We had fallen in love with the charm and beauty of the Alsace region of northeastern France last year when making a couple of brief day trips with the family. Katrina and I promised each other that at some point we would take a road trip through the many towns and villages and explore more of the area. This year, as Autumn beckoned, we decided that it might be a good time to keep promises and make the trip. We weren't disappointed.
We collected a hire car across the border in Basel, Switzerland and set off towards the town of Colmar. The journey is mostly motorway, well sign-posted and takes less than an hour.

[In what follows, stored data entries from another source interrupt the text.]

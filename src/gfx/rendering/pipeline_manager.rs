//! Render pipeline management for wgpu
//!
//! Pipelines are registered by name with a configuration and created lazily
//! on first use, so a bad configuration degrades a single pass instead of
//! aborting startup.

use std::{collections::HashMap, sync::Arc};
use wgpu::*;

use super::vertex::Vertex3D;

/// Configuration for creating a render pipeline
#[derive(Debug, Clone)]
pub struct PipelineConfig {
    pub label: String,
    pub shader: String,
    pub bind_group_layouts: Vec<BindGroupLayout>,
    pub primitive_topology: PrimitiveTopology,
    pub cull_mode: Option<Face>,
    pub depth_format: Option<TextureFormat>,
    pub multisample: MultisampleState,
    pub color_targets: Vec<Option<ColorTargetState>>,
    pub no_vertex_buffers: bool, // for fullscreen passes
}

impl Default for PipelineConfig {
    fn default() -> Self {
        Self {
            label: "Default Pipeline".to_string(),
            shader: "shader.wgsl".to_string(),
            bind_group_layouts: Vec::new(),
            primitive_topology: PrimitiveTopology::TriangleList,
            cull_mode: Some(Face::Back),
            depth_format: None,
            multisample: MultisampleState::default(),
            color_targets: vec![Some(ColorTargetState {
                format: TextureFormat::Bgra8Unorm,
                blend: Some(BlendState::REPLACE),
                write_mask: ColorWrites::ALL,
            })],
            no_vertex_buffers: false,
        }
    }
}

impl PipelineConfig {
    /// Creates a new config with a specific shader
    pub fn default_with_shader(shader: &str) -> Self {
        Self {
            shader: shader.to_string(),
            ..Default::default()
        }
    }

    pub fn with_label(mut self, label: &str) -> Self {
        self.label = label.to_owned();
        self
    }

    pub fn with_cull_mode(mut self, face: Option<Face>) -> Self {
        self.cull_mode = face;
        self
    }

    pub fn with_bind_group_layouts(mut self, layouts: Vec<BindGroupLayout>) -> Self {
        self.bind_group_layouts = layouts;
        self
    }

    /// Enables depth testing against a depth attachment of the given format
    pub fn with_depth_stencil(mut self, format: TextureFormat) -> Self {
        self.depth_format = Some(format);
        self
    }

    pub fn with_color_targets(mut self, targets: Vec<Option<ColorTargetState>>) -> Self {
        self.color_targets = targets;
        self
    }

    pub fn with_primitive_topology(mut self, topology: PrimitiveTopology) -> Self {
        self.primitive_topology = topology;
        self
    }

    /// Configures the pipeline for fullscreen rendering where the vertex
    /// shader synthesizes positions from the vertex index
    pub fn with_no_vertex_buffers(mut self) -> Self {
        self.no_vertex_buffers = true;
        self
    }
}

/// Manages render pipelines with caching and lazy creation
pub struct PipelineManager {
    device: Arc<Device>,
    pipelines: HashMap<String, RenderPipeline>,
    pipeline_configs: HashMap<String, PipelineConfig>,
    shader_modules: HashMap<String, ShaderModule>,
    pending_pipelines: Vec<String>,
}

impl PipelineManager {
    pub fn new(device: Arc<Device>) -> Self {
        Self {
            device,
            pipelines: HashMap::new(),
            pipeline_configs: HashMap::new(),
            shader_modules: HashMap::new(),
            pending_pipelines: Vec::new(),
        }
    }

    /// Compiles a shader module and stores it under `name`
    pub fn load_shader(&mut self, name: &str, source: &str) {
        let shader_module = self.device.create_shader_module(ShaderModuleDescriptor {
            label: Some(name),
            source: ShaderSource::Wgsl(source.into()),
        });
        self.shader_modules.insert(name.to_string(), shader_module);
    }

    /// Registers a pipeline configuration without creating it
    ///
    /// Pipelines are created lazily when first requested via `get_pipeline()`.
    pub fn register_pipeline(&mut self, name: &str, config: PipelineConfig) {
        self.pipeline_configs.insert(name.to_string(), config);
        self.pending_pipelines.push(name.to_string());
    }

    /// Gets or creates a pipeline (lazy loading)
    ///
    /// Returns None if the config is missing or creation failed; the
    /// failure is logged and the caller skips the pass.
    pub fn get_pipeline(&mut self, name: &str) -> Option<&RenderPipeline> {
        if self.pipelines.contains_key(name) {
            return self.pipelines.get(name);
        }

        if let Some(config) = self.pipeline_configs.get(name).cloned() {
            match self.create_pipeline_from_config(name, &config) {
                Ok(pipeline) => {
                    self.pipelines.insert(name.to_string(), pipeline);
                    self.pending_pipelines.retain(|n| n != name);
                    return self.pipelines.get(name);
                }
                Err(e) => {
                    log::error!("Failed to create pipeline '{}': {}", name, e);
                    return None;
                }
            }
        }

        log::error!("Pipeline '{}' was never registered", name);
        None
    }

    /// Creates all pending pipelines immediately
    ///
    /// Useful for validating configurations at startup.
    pub fn create_all_pipelines(&mut self) -> Result<(), Vec<String>> {
        let mut errors = Vec::new();
        let pending = self.pending_pipelines.clone();

        for name in pending {
            if let Some(config) = self.pipeline_configs.get(&name).cloned() {
                match self.create_pipeline_from_config(&name, &config) {
                    Ok(pipeline) => {
                        self.pipelines.insert(name.clone(), pipeline);
                        self.pending_pipelines.retain(|n| n != &name);
                    }
                    Err(e) => {
                        errors.push(format!("Pipeline '{}': {}", name, e));
                    }
                }
            }
        }

        if errors.is_empty() {
            Ok(())
        } else {
            Err(errors)
        }
    }

    fn create_pipeline_from_config(
        &self,
        name: &str,
        config: &PipelineConfig,
    ) -> Result<RenderPipeline, String> {
        let shader = self
            .shader_modules
            .get(&config.shader)
            .ok_or_else(|| format!("Shader '{}' not found", config.shader))?;

        let bind_group_layout_refs: Vec<&BindGroupLayout> =
            config.bind_group_layouts.iter().collect();
        let pipeline_layout = self
            .device
            .create_pipeline_layout(&PipelineLayoutDescriptor {
                label: Some(&format!("{} Layout", name)),
                bind_group_layouts: &bind_group_layout_refs,
                push_constant_ranges: &[],
            });

        let vertex_buffers: &[VertexBufferLayout] = if config.no_vertex_buffers {
            &[]
        } else {
            &[Vertex3D::desc()]
        };

        let depth_stencil = config.depth_format.map(|format| DepthStencilState {
            format,
            depth_write_enabled: true,
            depth_compare: CompareFunction::Less,
            stencil: StencilState::default(),
            bias: DepthBiasState::default(),
        });

        let pipeline = self
            .device
            .create_render_pipeline(&RenderPipelineDescriptor {
                label: Some(&config.label),
                layout: Some(&pipeline_layout),
                vertex: VertexState {
                    module: shader,
                    entry_point: Some("vs_main"),
                    buffers: vertex_buffers,
                    compilation_options: PipelineCompilationOptions::default(),
                },
                fragment: Some(FragmentState {
                    module: shader,
                    entry_point: Some("fs_main"),
                    targets: &config.color_targets,
                    compilation_options: PipelineCompilationOptions::default(),
                }),
                primitive: PrimitiveState {
                    topology: config.primitive_topology,
                    strip_index_format: None,
                    front_face: FrontFace::Ccw,
                    cull_mode: config.cull_mode,
                    polygon_mode: PolygonMode::Fill,
                    unclipped_depth: false,
                    conservative: false,
                },
                depth_stencil,
                multisample: config.multisample,
                multiview: None,
                cache: None,
            });

        Ok(pipeline)
    }

    pub fn has_pipeline(&self, name: &str) -> bool {
        self.pipeline_configs.contains_key(name)
    }
}
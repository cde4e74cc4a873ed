//! Unified logging setup
//!
//! Console logging with a bracketed level format: `timestamp [LEVEL] message`.

use std::sync::OnceLock;

use tracing::Level;
use tracing_subscriber::fmt::format::Writer;
use tracing_subscriber::fmt::{FmtContext, FormatEvent, FormatFields};
use tracing_subscriber::registry::LookupSpan;
use tracing_subscriber::EnvFilter;

/// Custom format for log level with brackets: `[INFO]`, `[WARN]`, etc.
fn format_level(level: &Level) -> &'static str {
    match *level {
        Level::TRACE => "[TRACE]",
        Level::DEBUG => "[DEBUG]",
        Level::INFO => "[INFO]",
        Level::WARN => "[WARN]",
        Level::ERROR => "[ERROR]",
    }
}

/// Custom event formatter that outputs: `timestamp [LEVEL] message`
///
/// Example output: `2025-12-02T00:50:44.809Z [INFO] Agent started`
struct BracketedLevelFormat;

impl<S, N> FormatEvent<S, N> for BracketedLevelFormat
where
    S: tracing::Subscriber + for<'a> LookupSpan<'a>,
    N: for<'a> FormatFields<'a> + 'static,
{
    fn format_event(
        &self,
        ctx: &FmtContext<'_, S, N>,
        mut writer: Writer<'_>,
        event: &tracing::Event<'_>,
    ) -> std::fmt::Result {
        let now = chrono::Utc::now();
        write!(writer, "{} ", now.format("%Y-%m-%dT%H:%M:%S%.6fZ"))?;

        let level = *event.metadata().level();
        if writer.has_ansi_escapes() {
            let color = match level {
                Level::TRACE => "\x1b[35m", // magenta
                Level::DEBUG => "\x1b[34m", // blue
                Level::INFO => "\x1b[32m",  // green
                Level::WARN => "\x1b[33m",  // yellow
                Level::ERROR => "\x1b[31m", // red
            };
            write!(writer, "{}{}\x1b[0m ", color, format_level(&level))?;
        } else {
            write!(writer, "{} ", format_level(&level))?;
        }

        ctx.field_format().format_fields(writer.by_ref(), event)?;

        writeln!(writer)
    }
}

static INITIALIZED: OnceLock<()> = OnceLock::new();

/// Initialize console logging once for the process.
///
/// `RUST_LOG` takes precedence over the provided default level. Safe to call
/// more than once (tests, restarts): subsequent calls are no-ops.
pub fn init(default_level: &str) {
    INITIALIZED.get_or_init(|| {
        let filter = EnvFilter::try_from_default_env()
            .unwrap_or_else(|_| EnvFilter::new(default_level.to_string()));

        let _ = tracing_subscriber::fmt()
            .event_format(BracketedLevelFormat)
            .with_env_filter(filter)
            .try_init();
    });
}
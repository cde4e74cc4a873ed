//! Transport layer
//!
//! Abstracts the byte-level session to a controller so protocol adapters
//! stay free of socket details. TCP carries MC protocol and Modbus, UDP
//! carries FINS, and the mock transport backs tests.

pub mod factory;
pub mod mock;
pub mod tcp;
pub mod traits;
pub mod udp;

pub use factory::{NetTransportFactory, TransportFactory};
pub use mock::{MockTransport, MockTransportFactory};
pub use tcp::TcpTransport;
pub use traits::Transport;
pub use udp::UdpTransport;
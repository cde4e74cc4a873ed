//! Transport trait
//!
//! One request/response session to a controller. Implementations own their
//! socket and apply their own receive timeout; adapters only see bytes.

use std::fmt;

use async_trait::async_trait;
use errors::AgentResult;

#[async_trait]
pub trait Transport: Send + Sync + fmt::Debug {
    /// Transport type identifier (`tcp`, `udp`, `mock`)
    fn transport_type(&self) -> &str;

    /// Remote endpoint description for log lines
    fn endpoint(&self) -> String;

    /// Connect to the remote endpoint
    async fn connect(&mut self) -> AgentResult<()>;

    /// Close the session. Must be idempotent and must not fail on a
    /// half-open socket; a close error is not actionable mid-cycle.
    async fn disconnect(&mut self) -> AgentResult<()>;

    /// Send one request frame
    async fn send(&mut self, data: &[u8]) -> AgentResult<()>;

    /// Receive one response frame into `buf`, returning the byte count.
    /// Applies the transport's configured read timeout.
    async fn receive(&mut self, buf: &mut [u8]) -> AgentResult<usize>;

    /// Whether the session is currently connected
    fn is_connected(&self) -> bool;
}
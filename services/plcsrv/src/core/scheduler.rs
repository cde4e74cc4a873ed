//! Polling scheduler
//!
//! Drives the acquisition loop for one managed device. Cycles are strictly
//! sequential; a new cycle never starts before the previous one finished
//! reporting, so there is never more than one session against the
//! controller. Every suspension point (connect backoff, config-retry delay,
//! end-of-cycle wait) is a cancellable select against the stop token, so a
//! stop request takes effect within one backoff unit rather than a full
//! interval.

use std::sync::atomic::{AtomicU8, Ordering};
use std::sync::{Arc, RwLock};
use std::time::Duration;

use chrono::Utc;
use rand::Rng;
use serde::Serialize;
use tokio::task::JoinHandle;
use tokio_util::sync::CancellationToken;
use tracing::{debug, info, warn};

use crate::core::config::{ConfigSource, PlcDataType, PollingConfiguration};
use crate::core::connection::ConnectionManager;
use crate::core::identity::DeviceIdentity;
use crate::core::protocols::{adapter_for, scaled_value};
use crate::core::reading::Reading;
use crate::core::settings::AgentSettings;
use crate::core::sink::ReadingSink;
use crate::core::stats::FailureTracker;
use crate::core::transport::TransportFactory;

/// Scheduler state, visible to the health API
#[derive(Debug, Clone, Copy, PartialEq, Eq, Serialize)]
#[serde(rename_all = "snake_case")]
#[repr(u8)]
pub enum AgentState {
    Idle = 0,
    ResolvingConfig = 1,
    Connecting = 2,
    Reading = 3,
    Reporting = 4,
    /// Synthesizing a reading because the transport is unreachable
    Fallback = 5,
    Waiting = 6,
    Stopped = 7,
}

impl AgentState {
    fn from_u8(value: u8) -> AgentState {
        match value {
            1 => AgentState::ResolvingConfig,
            2 => AgentState::Connecting,
            3 => AgentState::Reading,
            4 => AgentState::Reporting,
            5 => AgentState::Fallback,
            6 => AgentState::Waiting,
            7 => AgentState::Stopped,
            _ => AgentState::Idle,
        }
    }
}

/// Lock-free state cell: single writer (the scheduler), any readers
#[derive(Debug, Default)]
pub struct StateCell(AtomicU8);

impl StateCell {
    pub fn get(&self) -> AgentState {
        AgentState::from_u8(self.0.load(Ordering::Relaxed))
    }

    fn set(&self, state: AgentState) {
        self.0.store(state as u8, Ordering::Relaxed);
    }
}

/// Handle to a spawned scheduler: stop control plus shared observability
pub struct SchedulerHandle {
    token: CancellationToken,
    task: JoinHandle<()>,
    stats: Arc<FailureTracker>,
    state: Arc<StateCell>,
}

impl SchedulerHandle {
    /// Request a stop and wait up to `grace` for the task to finish.
    /// Returns `true` on a clean stop; on timeout the task is aborted.
    pub async fn stop(mut self, grace: Duration) -> bool {
        self.token.cancel();
        match tokio::time::timeout(grace, &mut self.task).await {
            Ok(_) => true,
            Err(_) => {
                self.task.abort();
                false
            },
        }
    }

    pub fn stats(&self) -> Arc<FailureTracker> {
        Arc::clone(&self.stats)
    }

    pub fn state(&self) -> AgentState {
        self.state.get()
    }
}

pub struct PollingScheduler {
    identity: DeviceIdentity,
    settings: AgentSettings,
    source: Arc<dyn ConfigSource>,
    sink: Arc<dyn ReadingSink>,
    connections: ConnectionManager,
    stats: Arc<FailureTracker>,
    state: Arc<StateCell>,
    equipment_id: Arc<RwLock<Option<String>>>,
    token: CancellationToken,
}

impl PollingScheduler {
    pub fn new(
        identity: DeviceIdentity,
        settings: AgentSettings,
        source: Arc<dyn ConfigSource>,
        sink: Arc<dyn ReadingSink>,
        factory: Arc<dyn TransportFactory>,
    ) -> Self {
        let connections = ConnectionManager::new(factory, &settings);
        Self {
            identity,
            settings,
            source,
            sink,
            connections,
            stats: Arc::new(FailureTracker::new()),
            state: Arc::new(StateCell::default()),
            equipment_id: Arc::new(RwLock::new(None)),
            token: CancellationToken::new(),
        }
    }

    pub fn stats(&self) -> Arc<FailureTracker> {
        Arc::clone(&self.stats)
    }

    pub fn state_cell(&self) -> Arc<StateCell> {
        Arc::clone(&self.state)
    }

    pub fn equipment_id(&self) -> Arc<RwLock<Option<String>>> {
        Arc::clone(&self.equipment_id)
    }

    pub fn cancellation_token(&self) -> CancellationToken {
        self.token.clone()
    }

    /// Spawn the loop onto the runtime and hand back the stop handle.
    pub fn spawn(self) -> SchedulerHandle {
        let token = self.token.clone();
        let stats = self.stats();
        let state = self.state_cell();
        let task = tokio::spawn(self.run());
        SchedulerHandle {
            token,
            task,
            stats,
            state,
        }
    }

    /// Run until cancelled. Nothing inside a cycle is fatal: the agent's job
    /// is to run forever on unattended hardware.
    pub async fn run(self) {
        info!(
            "Polling scheduler started for device {} ({})",
            self.identity.hardware_serial, self.identity.ip_address
        );
        loop {
            if self.token.is_cancelled() {
                break;
            }
            self.run_cycle().await;
        }
        self.state.set(AgentState::Stopped);
        info!("Polling scheduler stopped");
    }

    /// One full cycle including the end-of-cycle wait.
    async fn run_cycle(&self) {
        self.state.set(AgentState::ResolvingConfig);
        let config = match self.source.fetch(&self.identity).await {
            Ok(config) => config,
            Err(e) => {
                // Recoverable forever: a device waiting to be registered
                // just keeps asking on a short delay
                warn!("No polling configuration: {}", e);
                self.wait(self.settings.config_retry_delay()).await;
                return;
            },
        };

        if let Ok(mut slot) = self.equipment_id.write() {
            *slot = Some(config.equipment_id.clone());
        }

        let synthetic = config.synthetic.unwrap_or(self.settings.synthetic);
        let reading = self.poll_device(&config, synthetic).await;

        self.state.set(AgentState::Reporting);
        if let Some(reading) = reading {
            if reading.is_empty() {
                debug!("Cycle produced no values, nothing to report");
            } else if let Err(e) = self.sink.send(&config.equipment_id, &reading).await {
                // Samples are droppable; the next cycle matters more
                warn!("Dropping reading for {}: {}", config.equipment_id, e);
            }
        }

        self.state.set(AgentState::Waiting);
        self.wait(Duration::from_millis(config.interval_ms.max(1))).await;
    }

    /// Acquire, read every enabled point, release. Returns the reading to
    /// report, or `None` when the cycle must skip reporting.
    async fn poll_device(
        &self,
        config: &PollingConfiguration,
        synthetic: bool,
    ) -> Option<Reading> {
        self.state.set(AgentState::Connecting);
        let mut session = match self
            .connections
            .acquire(config, &self.settings, &self.token)
            .await
        {
            Ok(session) => session,
            Err(e) => {
                warn!("Connection to {} failed: {}", config.endpoint(), e);
                self.stats.record_connection_failure();
                if synthetic {
                    self.state.set(AgentState::Fallback);
                    return Some(self.synthesize(config));
                }
                return None;
            },
        };

        self.state.set(AgentState::Reading);
        let adapter = adapter_for(config);
        let mut reading = Reading::new(Utc::now());
        let mut attempted = 0usize;

        for spec in config.enabled_points() {
            attempted += 1;
            match adapter.read(session.transport_mut(), spec).await {
                Ok(raw) => {
                    reading.insert(&spec.key, scaled_value(raw, spec.scale_factor));
                },
                Err(e) => {
                    // One unreadable point must not abort the cycle
                    warn!("Read failed for '{}' ({}): {}", spec.key, spec.address, e);
                    self.stats.record_read_error();
                },
            }
        }

        self.connections.release(session).await;

        if !reading.is_empty() {
            self.stats.record_cycle_success();
            Some(reading)
        } else {
            if attempted > 0 {
                self.stats.record_cycle_failure();
            }
            if synthetic {
                self.state.set(AgentState::Fallback);
                return Some(self.synthesize(config));
            }
            None
        }
    }

    /// Synthesize a reading shaped exactly like a live one, so downstream
    /// consumers keep receiving data while the controller is unreachable.
    /// Never counts as a transport success.
    fn synthesize(&self, config: &PollingConfiguration) -> Reading {
        let mut rng = rand::thread_rng();
        let mut reading = Reading::synthetic(Utc::now());

        for spec in config.enabled_points() {
            let value = match spec.key.as_str() {
                "current" => round_to(rng.gen_range(2.0..5.0), 10.0),
                "temperature" => round_to(rng.gen_range(20.0..40.0), 10.0),
                "pressure" => round_to(rng.gen_range(0.1..0.8), 100.0),
                "production_count" => f64::from(rng.gen_range(1200..1300)),
                "cycle_time" => f64::from(rng.gen_range(800..900)),
                "error_code" => {
                    if rng.gen_bool(0.05) {
                        f64::from(rng.gen_range(1..=5))
                    } else {
                        0.0
                    }
                },
                _ => match spec.plc_data_type {
                    PlcDataType::Bit => f64::from(rng.gen_range(0..=1)),
                    PlcDataType::Float32 => round_to(rng.gen_range(0.0..100.0), 10.0),
                    PlcDataType::Word | PlcDataType::Dword => f64::from(rng.gen_range(0..1000)),
                },
            };
            reading.insert(&spec.key, value);
        }
        reading
    }

    /// Cancellable sleep: returns as soon as either the duration elapses or
    /// the stop token fires.
    async fn wait(&self, duration: Duration) {
        tokio::select! {
            _ = tokio::time::sleep(duration) => {},
            _ = self.token.cancelled() => {},
        }
    }
}

fn round_to(value: f64, precision: f64) -> f64 {
    (value * precision).round() / precision
}
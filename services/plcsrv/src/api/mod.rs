//! Health/stats API
//!
//! Two read-only routes for external health checks: `/health` for liveness
//! probes and `/stats` for the full failure-statistics snapshot. The agent
//! is observed only through this surface; it takes no commands over HTTP.

use std::sync::{Arc, RwLock};

use axum::{extract::State, routing::get, Json, Router};
use errors::AgentResult;
use serde_json::{json, Value};
use tokio_util::sync::CancellationToken;
use tracing::info;

use crate::core::identity::DeviceIdentity;
use crate::core::scheduler::StateCell;
use crate::core::stats::FailureTracker;

#[derive(Clone)]
pub struct ApiState {
    pub identity: DeviceIdentity,
    pub stats: Arc<FailureTracker>,
    pub state: Arc<StateCell>,
    pub equipment_id: Arc<RwLock<Option<String>>>,
}

pub fn router(state: ApiState) -> Router {
    Router::new()
        .route("/health", get(health))
        .route("/stats", get(stats))
        .with_state(state)
}

/// Serve until the cancellation token fires.
pub async fn serve(bind: &str, state: ApiState, token: CancellationToken) -> AgentResult<()> {
    let listener = tokio::net::TcpListener::bind(bind).await?;
    info!("Health API listening on {}", bind);
    axum::serve(listener, router(state))
        .with_graceful_shutdown(async move { token.cancelled().await })
        .await?;
    Ok(())
}

async fn health(State(state): State<ApiState>) -> Json<Value> {
    let snapshot = state.stats.snapshot();
    Json(json!({
        "status": "ok",
        "state": state.state.get(),
        "consecutive_failures": snapshot.consecutive_failures,
        "last_success": snapshot.last_success,
    }))
}

async fn stats(State(state): State<ApiState>) -> Json<Value> {
    let equipment_id = state
        .equipment_id
        .read()
        .ok()
        .and_then(|slot| slot.clone());
    Json(json!({
        "identity": state.identity,
        "equipment_id": equipment_id,
        "state": state.state.get(),
        "statistics": state.stats.snapshot(),
    }))
}

#[cfg(test)]
mod tests {
    use super::*;

    fn api_state() -> ApiState {
        ApiState {
            identity: DeviceIdentity {
                hardware_serial: "serial-1".to_string(),
                mac_address: "aa:bb:cc:dd:ee:ff".to_string(),
                ip_address: "192.168.1.50".to_string(),
                hostname: "edge-test".to_string(),
            },
            stats: Arc::new(FailureTracker::new()),
            state: Arc::new(StateCell::default()),
            equipment_id: Arc::new(RwLock::new(Some("EQ-9".to_string()))),
        }
    }

    #[tokio::test]
    async fn test_health_reports_statistics() {
        let state = api_state();
        state.stats.record_connection_failure();

        let Json(body) = health(State(state)).await;
        assert_eq!(body["status"], "ok");
        assert_eq!(body["consecutive_failures"], 1);
        assert_eq!(body["state"], "idle");
        assert!(body["last_success"].is_null());
    }

    #[tokio::test]
    async fn test_stats_includes_identity_and_equipment() {
        let Json(body) = stats(State(api_state())).await;
        assert_eq!(body["identity"]["hardware_serial"], "serial-1");
        assert_eq!(body["equipment_id"], "EQ-9");
        assert_eq!(body["statistics"]["read_errors"], 0);
    }
}
//! TCP transport
//!
//! Carries MC protocol (Mitsubishi) and Modbus TCP (Keyence) sessions. One
//! short-lived stream per polling cycle; no pooling.

use std::time::Duration;

use async_trait::async_trait;
use errors::{AgentError, AgentResult};
use tokio::io::{AsyncReadExt, AsyncWriteExt};
use tokio::net::TcpStream;
use tokio::time::timeout;
use tracing::{debug, trace};

use super::traits::Transport;

#[derive(Debug)]
pub struct TcpTransport {
    host: String,
    port: u16,
    connect_timeout: Duration,
    read_timeout: Duration,
    stream: Option<TcpStream>,
}

impl TcpTransport {
    pub fn new(
        host: impl Into<String>,
        port: u16,
        connect_timeout: Duration,
        read_timeout: Duration,
    ) -> Self {
        Self {
            host: host.into(),
            port,
            connect_timeout,
            read_timeout,
            stream: None,
        }
    }

    fn stream_mut(&mut self) -> AgentResult<&mut TcpStream> {
        self.stream
            .as_mut()
            .ok_or_else(|| AgentError::Transport("TCP session not connected".to_string()))
    }
}

#[async_trait]
impl Transport for TcpTransport {
    fn transport_type(&self) -> &str {
        "tcp"
    }

    fn endpoint(&self) -> String {
        format!("{}:{}", self.host, self.port)
    }

    async fn connect(&mut self) -> AgentResult<()> {
        let endpoint = self.endpoint();
        let stream = timeout(
            self.connect_timeout,
            TcpStream::connect((self.host.as_str(), self.port)),
        )
        .await
        .map_err(|_| AgentError::ConnectionFailed {
            endpoint: endpoint.clone(),
            reason: format!("connect timed out after {:?}", self.connect_timeout),
        })?
        .map_err(|e| AgentError::ConnectionFailed {
            endpoint: endpoint.clone(),
            reason: e.to_string(),
        })?;

        stream.set_nodelay(true).ok();
        self.stream = Some(stream);
        debug!("TCP session established: {}", endpoint);
        Ok(())
    }

    async fn disconnect(&mut self) -> AgentResult<()> {
        if let Some(mut stream) = self.stream.take() {
            // Half-open sockets are expected after controller resets; a close
            // failure carries no information worth propagating.
            let _ = stream.shutdown().await;
            trace!("TCP session closed: {}", self.endpoint());
        }
        Ok(())
    }

    async fn send(&mut self, data: &[u8]) -> AgentResult<()> {
        let stream = self.stream_mut()?;
        stream
            .write_all(data)
            .await
            .map_err(|e| AgentError::Transport(format!("TCP send failed: {}", e)))
    }

    async fn receive(&mut self, buf: &mut [u8]) -> AgentResult<usize> {
        let read_timeout = self.read_timeout;
        let endpoint = self.endpoint();
        let stream = self.stream_mut()?;
        let n = timeout(read_timeout, stream.read(buf))
            .await
            .map_err(|_| {
                AgentError::Timeout(format!(
                    "no response from {} within {:?}",
                    endpoint, read_timeout
                ))
            })?
            .map_err(|e| AgentError::Transport(format!("TCP receive failed: {}", e)))?;
        if n == 0 {
            return Err(AgentError::Transport(format!(
                "connection closed by {}",
                endpoint
            )));
        }
        Ok(n)
    }

    fn is_connected(&self) -> bool {
        self.stream.is_some()
    }
}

Colmar, at the heart of Alsace, has an undeniable charm and is a top tourist destination. In the past we've day-tripped in summer and also at Christmas when the narrow cobbled streets and squares in the historical old town are turned into enchanting festive marketplaces. In contrast, visiting between these two popular tourist periods gave the town a more relaxed feel and we were able to admire the half-timbered houses, streets and canals without the high season bustle and queues. On a visit here you'll enjoy great Alsatian cuisine, lovely wine, and a proud culture. Our hotel, chosen because of it central location in the old town, gave us plenty of opportunity to step out onto the cobblestones and immediately begin strolling through the centuries-old town. This was to be our base for the next three nights whilst we explored the region during the day.
The Alsace has changed rule several times over the centuries between France and Germany and these combined influences have created a unique heritage of architecture, cuisine and traditions guaranteed to charm and delight.German half-timbered buildings adorned with distinctly French shutters give the town an intriguing photogenic ambience. Around every corner is another photo opportunity. In the late afternoon and evening when the streets and shops are illuminated, the town takes on an enchanting atmosphere
Probably the most photographed view of Alsace is taken from the Rue de Turenne bridge in the 'Petite Venise' area. Gondola boats transporting tourists along the river Lauch glide silently below in this most picturesque area of the town. This is the Krutenau district, where market gardeners, fishmongers and tanners once transported their goods by boat. The old fishing cottages on Quai de la Poissonnerie (fisherman’s wharf) conjure up a delight of candy-coloured architecture that look as though the pages of a child's fairytale have come to life.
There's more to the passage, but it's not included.